As we picked our way across unpredictable terrain to our climbing site, Justice muttered: “It’s cold.” It was, and I hoped she would hang in there with me for the next several hours. We were top roping outside for the first time, and before we got to the wall, we paused under a beautiful outcropping, part cliff, part cave. We sat on chilly boulders while our teacher, Marina Inoue, encouraged us to ask questions and share what we hoped to get out of the experience. Several of the group explained how they wanted to go outdoors and be challenged. Others wanted to climb in space that was women-centered. I spoke of Justice and I’s desire to learn more techniques. Later, we were asked to name our strengths and weaknesses. In response, Justice searched for the words… “persistence, I think?” She explained that her willingness to keep trying was what shaped her climbing experience. I named my upper body strength and overall relaxed attitude toward the sport. Looking back, when I got on the wall, my upper body strength wasn’t what kept me hanging on. It was Justice’s voice from below yelling, “Yes, mom! Gooooo, mom! Keep going!”

About halfway up, a root emerged from the rock, right where I reached to steady myself. Grateful, I looked down, realizing that I was much further from the ground than I had ever been in a gym. Marina was shouting- “Mantle, mantle!” and finally, “NICE” after I stuck a move I didn’t know had a name.

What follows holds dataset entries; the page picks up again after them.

//! Collision detection and response
//!
//! Sphere-sphere tests are plain center-distance overlap checks. Detection is
//! discrete, not swept, so a fast ball can tunnel through a thin obstacle in
//! one large `dt` step. The ball-ball impulse is deliberately the lopsided
//! transfer the game was tuned around, not a momentum-conserving exchange.

use super::state::{Ball, BallRole, Orientation, Wall};
use crate::consts::{CONTACT_CLEARANCE, SCORE_PER_TARGET};

impl Ball {
    /// Euclidean distance between ball centers (y included).
    pub fn distance_to(&self, other: &Ball) -> f32 {
        (self.pos - other.pos).length()
    }

    /// Sphere-overlap test; symmetric in its arguments.
    pub fn collides_with(&self, other: &Ball) -> bool {
        self.distance_to(other) <= self.radius + other.radius
    }
}

/// Resolve an impact between `receiver` and the ball that struck it, and
/// return the score awarded.
///
/// The transfer scales the summed x-velocities by the striker's vx/vz ratio
/// and negates both components on the survivor. A target on either side is
/// destroyed for [`SCORE_PER_TARGET`] points; between two non-targets only a
/// cue striker reacts, bouncing straight back along z.
pub fn resolve_ball_impact(receiver: &mut Ball, striker: &mut Ball) -> u32 {
    let vx_after = (striker.vel.x + receiver.vel.x) * striker.vel.x / striker.vel.y;
    let vz_after = striker.vel.y + receiver.vel.y;

    match (receiver.role, striker.role) {
        (BallRole::Target, _) => {
            striker.set_velocity(-vx_after, -vz_after);
            receiver.destroy();
            SCORE_PER_TARGET
        }
        (_, BallRole::Target) => {
            receiver.set_velocity(-vx_after, -vz_after);
            striker.destroy();
            SCORE_PER_TARGET
        }
        _ => {
            if striker.role == BallRole::Cue {
                striker.vel.y = -striker.vel.y;
            }
            0
        }
    }
}

impl Wall {
    /// Slab test along the wall's blocking axis.
    pub fn collides_with(&self, ball: &Ball) -> bool {
        match self.orientation() {
            Orientation::Wide => (ball.pos.z - self.z()).abs() <= ball.radius + self.depth() / 2.0,
            Orientation::Tall => (ball.pos.x - self.x()).abs() <= ball.radius + self.width() / 2.0,
        }
    }

    /// Reflect the ball: invert the blocked axis and reposition the ball just
    /// clear of the face so it cannot stick inside the wall.
    ///
    /// A wide wall's near face is on its -z side (the far rail sits at
    /// positive z); tall walls pick the clearance side from the sign of their
    /// x position.
    pub fn resolve_collision(&self, ball: &mut Ball) {
        match self.orientation() {
            Orientation::Wide => {
                ball.vel.y = -ball.vel.y;
                ball.pos.z = self.z() - self.depth() - ball.radius - CONTACT_CLEARANCE;
            }
            Orientation::Tall => {
                ball.vel.x = -ball.vel.x;
                ball.pos.x = if self.x() > 0.0 {
                    self.x() - self.width() / 2.0 - ball.radius - CONTACT_CLEARANCE
                } else {
                    self.x() + self.width() / 2.0 + ball.radius + CONTACT_CLEARANCE
                };
            }
        }
    }
}

#[cfg(test)]
mod tests {
    use super::*;
    use glam::Vec2;
    use proptest::prelude::*;

    const R: f32 = 0.21;

    fn ball(role: BallRole, x: f32, z: f32) -> Ball {
        Ball::new(role, x, z, R)
    }

    #[test]
    fn overlap_threshold_is_sum_of_radii() {
        let a = ball(BallRole::Cue, 0.0, 0.0);
        let touching = ball(BallRole::Target, 0.42, 0.0);
        let clear = ball(BallRole::Target, 0.43, 0.0);
        assert!(a.collides_with(&touching));
        assert!(!a.collides_with(&clear));
    }

    #[test]
    fn collision_test_is_symmetric() {
        let a = ball(BallRole::Cue, 0.1, 0.2);
        let b = ball(BallRole::Target, 0.3, 0.4);
        assert_eq!(a.collides_with(&b), b.collides_with(&a));
    }

    #[test]
    fn target_receiver_dies_and_striker_rebounds() {
        let mut target = ball(BallRole::Target, 0.0, 4.0);
        let mut cue = ball(BallRole::Cue, 0.0, 3.6);
        cue.set_velocity(30.0, 30.0);

        let awarded = resolve_ball_impact(&mut target, &mut cue);
        assert_eq!(awarded, SCORE_PER_TARGET);
        assert!(!target.alive);
        assert_eq!(target.pos.y, crate::consts::SENTINEL_DEPTH);
        // vx' = (30 + 0) * 30 / 30 = 30, vz' = 30; the striker gets both
        // negated.
        assert_eq!(cue.vel, Vec2::new(-30.0, -30.0));
    }

    #[test]
    fn target_striker_dies_symmetrically() {
        let mut receiver = ball(BallRole::Cue, 0.0, 3.6);
        let mut target = ball(BallRole::Target, 0.0, 4.0);
        target.set_velocity(10.0, -20.0);

        let awarded = resolve_ball_impact(&mut receiver, &mut target);
        assert_eq!(awarded, SCORE_PER_TARGET);
        assert!(!target.alive);
        // vx' = (10 + 0) * 10 / -20 = -5, vz' = -20.
        assert_eq!(receiver.vel, Vec2::new(5.0, 20.0));
    }

    #[test]
    fn cue_bounces_back_off_aim_ball() {
        let mut aim = ball(BallRole::Aim, 0.0, -3.74);
        let mut cue = ball(BallRole::Cue, 0.0, -3.4);
        cue.set_velocity(5.0, -10.0);

        let awarded = resolve_ball_impact(&mut aim, &mut cue);
        assert_eq!(awarded, 0);
        assert!(aim.alive);
        assert_eq!(cue.vel, Vec2::new(5.0, 10.0));
    }

    #[test]
    fn wide_wall_slab_test() {
        let far = Wall::new(0.0, 4.5, 6.0, 0.3, 0.12).unwrap();
        let near = ball(BallRole::Cue, 0.0, 4.23);
        let clear = ball(BallRole::Cue, 0.0, 4.0);
        assert!(far.collides_with(&near));
        assert!(!far.collides_with(&clear));
    }

    #[test]
    fn tall_wall_slab_test() {
        let side = Wall::new(3.0, 0.0, 0.12, 0.3, 9.0).unwrap();
        let near = ball(BallRole::Cue, 2.74, 0.0);
        let clear = ball(BallRole::Cue, 2.5, 0.0);
        assert!(side.collides_with(&near));
        assert!(!side.collides_with(&clear));
    }

    #[test]
    fn wide_wall_inverts_z_and_repositions() {
        let far = Wall::new(0.0, 4.5, 6.0, 0.3, 0.12).unwrap();
        let mut cue = ball(BallRole::Cue, 1.0, 4.25);
        cue.set_velocity(2.0, 7.0);

        far.resolve_collision(&mut cue);
        assert_eq!(cue.vel, Vec2::new(2.0, -7.0));
        assert!((cue.pos.z - 4.12).abs() < 1e-5);
        // The ball ends no closer to the wall center than
        // radius + thickness/2 + clearance.
        assert!(far.z() - cue.pos.z >= R + far.depth() / 2.0 + CONTACT_CLEARANCE - 1e-5);
    }

    #[test]
    fn tall_wall_picks_clearance_side_by_sign() {
        let right = Wall::new(3.0, 0.0, 0.12, 0.3, 9.0).unwrap();
        let mut cue = ball(BallRole::Cue, 2.8, 0.0);
        cue.set_velocity(4.0, 1.0);
        right.resolve_collision(&mut cue);
        assert_eq!(cue.vel, Vec2::new(-4.0, 1.0));
        assert!((cue.pos.x - (3.0 - 0.06 - R - CONTACT_CLEARANCE)).abs() < 1e-5);

        let left = Wall::new(-3.0, 0.0, 0.12, 0.3, 9.0).unwrap();
        let mut cue = ball(BallRole::Cue, -2.8, 0.0);
        cue.set_velocity(-4.0, 1.0);
        left.resolve_collision(&mut cue);
        assert_eq!(cue.vel, Vec2::new(4.0, 1.0));
        assert!((cue.pos.x - (-3.0 + 0.06 + R + CONTACT_CLEARANCE)).abs() < 1e-5);
    }

    proptest! {
        #[test]
        fn collides_with_symmetric_for_all_positions(
            ax in -10.0f32..10.0, az in -10.0f32..10.0,
            bx in -10.0f32..10.0, bz in -10.0f32..10.0,
        ) {
            let a = ball(BallRole::Cue, ax, az);
            let b = ball(BallRole::Target, bx, bz);
            prop_assert_eq!(a.collides_with(&b), b.collides_with(&a));
        }
    }
}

Getting to the top was a surprise; so was discovering the ease and hilarious look of belay glasses. Before I even got on the wall, I craned my neck, watching the bravery of strangers. Each was fully trusting me to catch them if they fell. Rock climbing may be littered in male metaphors and masculine imagery, but our ascents are only possible when we are held.    

On the hike back, we were drenched and sore, but we joked about the conditions. “I can’t believe y’all hung in there!” Marina reflected. “I don’t like being hot or cold or hungry… pretty much all the things you experience when you’re rock climbing outdoors.” We laughed. She was expressing what many of us accepted was the irony of our involvement with the sport. Discomfort was inevitable. Yet, so was joy. As I was holding my daughter’s hand, walking through puddles and past waterfalls, a truth emerged. This tension is why we showed up in the first place. And this tension is why we keep coming back.